Exploration of the selective binding mechanism of GSK3β via molecular modeling and molecular dynamics simulation studies

Abstract

Kinase inhibitor selectivity is a major concern for the design of small-molecule compounds. As a member of serine/threonine protein kinase family, glycogen synthase kinase 3β (GSK3β) is involved in diverse biological processes and abnormal dysregulation of its activity has been associated with several pathologies, including type II diabetes, Alzheimer’s disease, bipolar disorders, and cancers. A small-molecule PF-367 significantly inhibited the GSK3 enzymatic activity over its closest cyclin-dependent kinase 2 (CDK2) with >1000-fold selectivity. However, the PF-367 selectively binding to GSK3β over CDK2 has remained unclear.
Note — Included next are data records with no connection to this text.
//! Error types for hypermedia document writing.
//!
//! Three families of failures are distinguished:
//! - **Configuration**: a resource type, mapper or filter provider was not wired
//!   (no matching mapper, unregistered type, missing filter provider, unresolvable
//!   self URI). Never retried, never silently defaulted.
//! - **Data**: an accessor failed while computing a field, relation or identifier.
//!   The whole document is discarded.
//! - **Request**: the client supplied unusable paging parameters.
//!
//! An optional relation whose accessor yields nothing is not an error at all.

use std::fmt;

/// Coarse classification used when mapping errors to problems.
#[derive(Debug, Clone, Copy, PartialEq, Eq)]
pub enum ErrorKind {
    Configuration,
    Data,
    Request,
}

impl fmt::Display for ErrorKind {
    fn fmt(&self, f: &mut fmt::Formatter<'_>) -> fmt::Result {
        match self {
            ErrorKind::Configuration => f.write_str("configuration"),
            ErrorKind::Data => f.write_str("data"),
            ErrorKind::Request => f.write_str("request"),
        }
    }
}

/// Failure reported by a user-supplied accessor.
#[derive(thiserror::Error, Debug)]
pub enum AccessorError {
    /// The erased instance handed to the accessor was not of the declared type.
    #[error("instance is not a `{expected}`")]
    TypeMismatch { expected: &'static str },

    #[error(transparent)]
    Failed(#[from] anyhow::Error),
}

impl AccessorError {
    /// Convenience constructor for ad-hoc accessor failures.
    #[must_use]
    pub fn msg(message: impl fmt::Display + fmt::Debug + Send + Sync + 'static) -> Self {
        Self::Failed(anyhow::Error::msg(message))
    }
}

/// Unified error type for resolving, dispatching and writing documents.
#[derive(thiserror::Error, Debug)]
pub enum HypermediaError {
    #[error("no message mapper for media type '{media_type}' and resource type '{resource_type}'")]
    NoMapper {
        media_type: String,
        resource_type: String,
    },

    #[error("resource type '{0}' is not registered")]
    UnregisteredType(String),

    #[error("resource type '{resource_type}' declares key '{key}' more than once")]
    DuplicateKey { resource_type: String, key: String },

    #[error(
        "no filter provider '{filter}' for collection '{key}' of resource type '{resource_type}'"
    )]
    MissingFilterProvider {
        resource_type: String,
        key: String,
        filter: String,
    },

    #[error("unable to resolve URI for resource type '{resource_type}': {reason}")]
    UnresolvableUri {
        resource_type: String,
        reason: String,
    },

    #[error("accessor '{key}' of resource type '{resource_type}' failed: {source}")]
    Accessor {
        resource_type: String,
        key: String,
        #[source]
        source: AccessorError,
    },

    #[error("invalid page: {0}")]
    InvalidPage(String),

    #[error("failed to serialize document: {0}")]
    Serialization(#[from] serde_json::Error),
}

impl HypermediaError {
    pub(crate) fn accessor(
        resource_type: impl Into<String>,
        key: impl Into<String>,
        source: AccessorError,
    ) -> Self {
        Self::Accessor {
            resource_type: resource_type.into(),
            key: key.into(),
            source,
        }
    }

    #[must_use]
    pub fn kind(&self) -> ErrorKind {
        match self {
            HypermediaError::NoMapper { .. }
            | HypermediaError::UnregisteredType(_)
            | HypermediaError::DuplicateKey { .. }
            | HypermediaError::MissingFilterProvider { .. }
            | HypermediaError::UnresolvableUri { .. } => ErrorKind::Configuration,
            HypermediaError::Accessor { .. } | HypermediaError::Serialization(_) => {
                ErrorKind::Data
            }
            HypermediaError::InvalidPage(_) => ErrorKind::Request,
        }
    }

    /// Stable machine-readable code carried into problem documents.
    #[must_use]
    pub fn code(&self) -> &'static str {
        match self {
            HypermediaError::NoMapper { .. } => "HYPERMEDIA_NO_MAPPER",
            HypermediaError::UnregisteredType(_) => "HYPERMEDIA_UNREGISTERED_TYPE",
            HypermediaError::DuplicateKey { .. } => "HYPERMEDIA_DUPLICATE_KEY",
            HypermediaError::MissingFilterProvider { .. } => "HYPERMEDIA_MISSING_FILTER_PROVIDER",
            HypermediaError::UnresolvableUri { .. } => "HYPERMEDIA_UNRESOLVABLE_URI",
            HypermediaError::Accessor { .. } => "HYPERMEDIA_ACCESSOR_FAILED",
            HypermediaError::InvalidPage(_) => "HYPERMEDIA_INVALID_PAGE",
            HypermediaError::Serialization(_) => "HYPERMEDIA_SERIALIZATION",
        }
    }
}
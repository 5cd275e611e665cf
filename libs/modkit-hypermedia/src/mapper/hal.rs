//! HAL (`application/hal+json`).
//!
//! Embedded resources live under `_embedded.<key>` of their owner; every
//! relation also gets a `_links.<key>.href` entry on the owner.

use serde_json::{Value, json};
use url::Url;

use super::{Document, MessageMapper, PageMessageMapper};
use crate::model::{EmbeddedPath, Page};

pub const HAL_JSON: &str = "application/hal+json";

const EMBEDDED: &str = "_embedded";
const LINKS: &str = "_links";

fn position(path: &EmbeddedPath) -> Vec<&str> {
    path.segments()
        .iter()
        .flat_map(|key| [EMBEDDED, key.as_str()])
        .collect()
}

fn put_link(doc: &mut Document, owner: &EmbeddedPath, rel: &str, href: &str) {
    let mut at = position(owner);
    at.extend([LINKS, rel]);
    doc.insert_at(&at, "href", Value::String(href.to_owned()));
}

fn put_relation(doc: &mut Document, child: &EmbeddedPath, url: &Url) {
    if let Some(key) = child.key() {
        put_link(doc, &child.parent(), key, url.as_str());
    }
}

#[derive(Debug, Clone, Copy, Default)]
pub struct HalMapper;

impl MessageMapper for HalMapper {
    fn media_type(&self) -> &str {
        HAL_JSON
    }

    fn map_field(&self, doc: &mut Document, path: &EmbeddedPath, key: &str, value: &Value) {
        doc.insert_at(&position(path), key, value.clone());
    }

    fn map_link(&self, doc: &mut Document, path: &EmbeddedPath, key: &str, url: &str) {
        put_link(doc, path, key, url);
    }

    fn map_self_url(&self, doc: &mut Document, path: &EmbeddedPath, url: &Url) {
        put_link(doc, path, "self", url.as_str());
    }

    fn map_embedded_resource_url(&self, doc: &mut Document, path: &EmbeddedPath, url: &Url) {
        put_relation(doc, path, url);
    }

    fn map_linked_resource_url(&self, doc: &mut Document, path: &EmbeddedPath, url: &Url) {
        put_relation(doc, path, url);
    }
}

/// HAL collection page: items under `_embedded.<resource type>`, counts at the
/// top level and navigation under `_links`.
#[derive(Debug, Clone, Copy, Default)]
pub struct HalPageMapper {
    item: HalMapper,
}

impl HalPageMapper {
    fn link(doc: &mut Document, rel: &str, url: &Url) {
        doc.insert_at(&[LINKS, rel], "href", Value::String(url.to_string()));
    }
}

impl PageMessageMapper for HalPageMapper {
    fn media_type(&self) -> &str {
        HAL_JSON
    }

    fn item_mapper(&self) -> &dyn MessageMapper {
        &self.item
    }

    fn on_start(&self, doc: &mut Document, page: &Page) {
        doc.insert_at(&[EMBEDDED], page.resource_type().as_str(), json!([]));
    }

    fn map_item(&self, doc: &mut Document, page: &Page, item: Document) {
        doc.push_at(&[EMBEDDED], page.resource_type().as_str(), item.into_value());
    }

    fn map_total_count(&self, doc: &mut Document, total_count: u64) {
        doc.insert_at::<&str>(&[], "total", json!(total_count));
    }

    fn map_item_count(&self, doc: &mut Document, count: usize) {
        doc.insert_at::<&str>(&[], "count", json!(count));
    }

    fn map_collection_url(&self, doc: &mut Document, url: &Url) {
        Self::link(doc, "collection", url);
    }

    fn map_current_page_url(&self, doc: &mut Document, url: &Url) {
        Self::link(doc, "self", url);
    }

    fn map_first_page_url(&self, doc: &mut Document, url: &Url) {
        Self::link(doc, "first", url);
    }

    fn map_previous_page_url(&self, doc: &mut Document, url: &Url) {
        Self::link(doc, "prev", url);
    }

    fn map_next_page_url(&self, doc: &mut Document, url: &Url) {
        Self::link(doc, "next", url);
    }

    fn map_last_page_url(&self, doc: &mut Document, url: &Url) {
        Self::link(doc, "last", url);
    }
}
Here, molecular docking, molecular dynamics (MD) simulations, and molecular mechanics_generalized born/surface area (MM_GBSA) binding free energy calculations, as well as the decomposition of binding free energies were performed to investigate the selective binding mechanism of PF-367 to the ATP-binding site of GSK3β over CDK2. The results revealed that the exposure of the terminal triazole ring of PF-367 into the solvent environment may be responsible for the weak binding complex of CDK2−PF-367, which was further confirmed by the binding free energy calculations and the identified key residues (Phe67, Lys85, Thr138, and Arg141) contributing to the binding interaction. The obtained data can not only decipher the origin of selectivity, but also be used for the design of more potent and selective GSK3β inhibitors.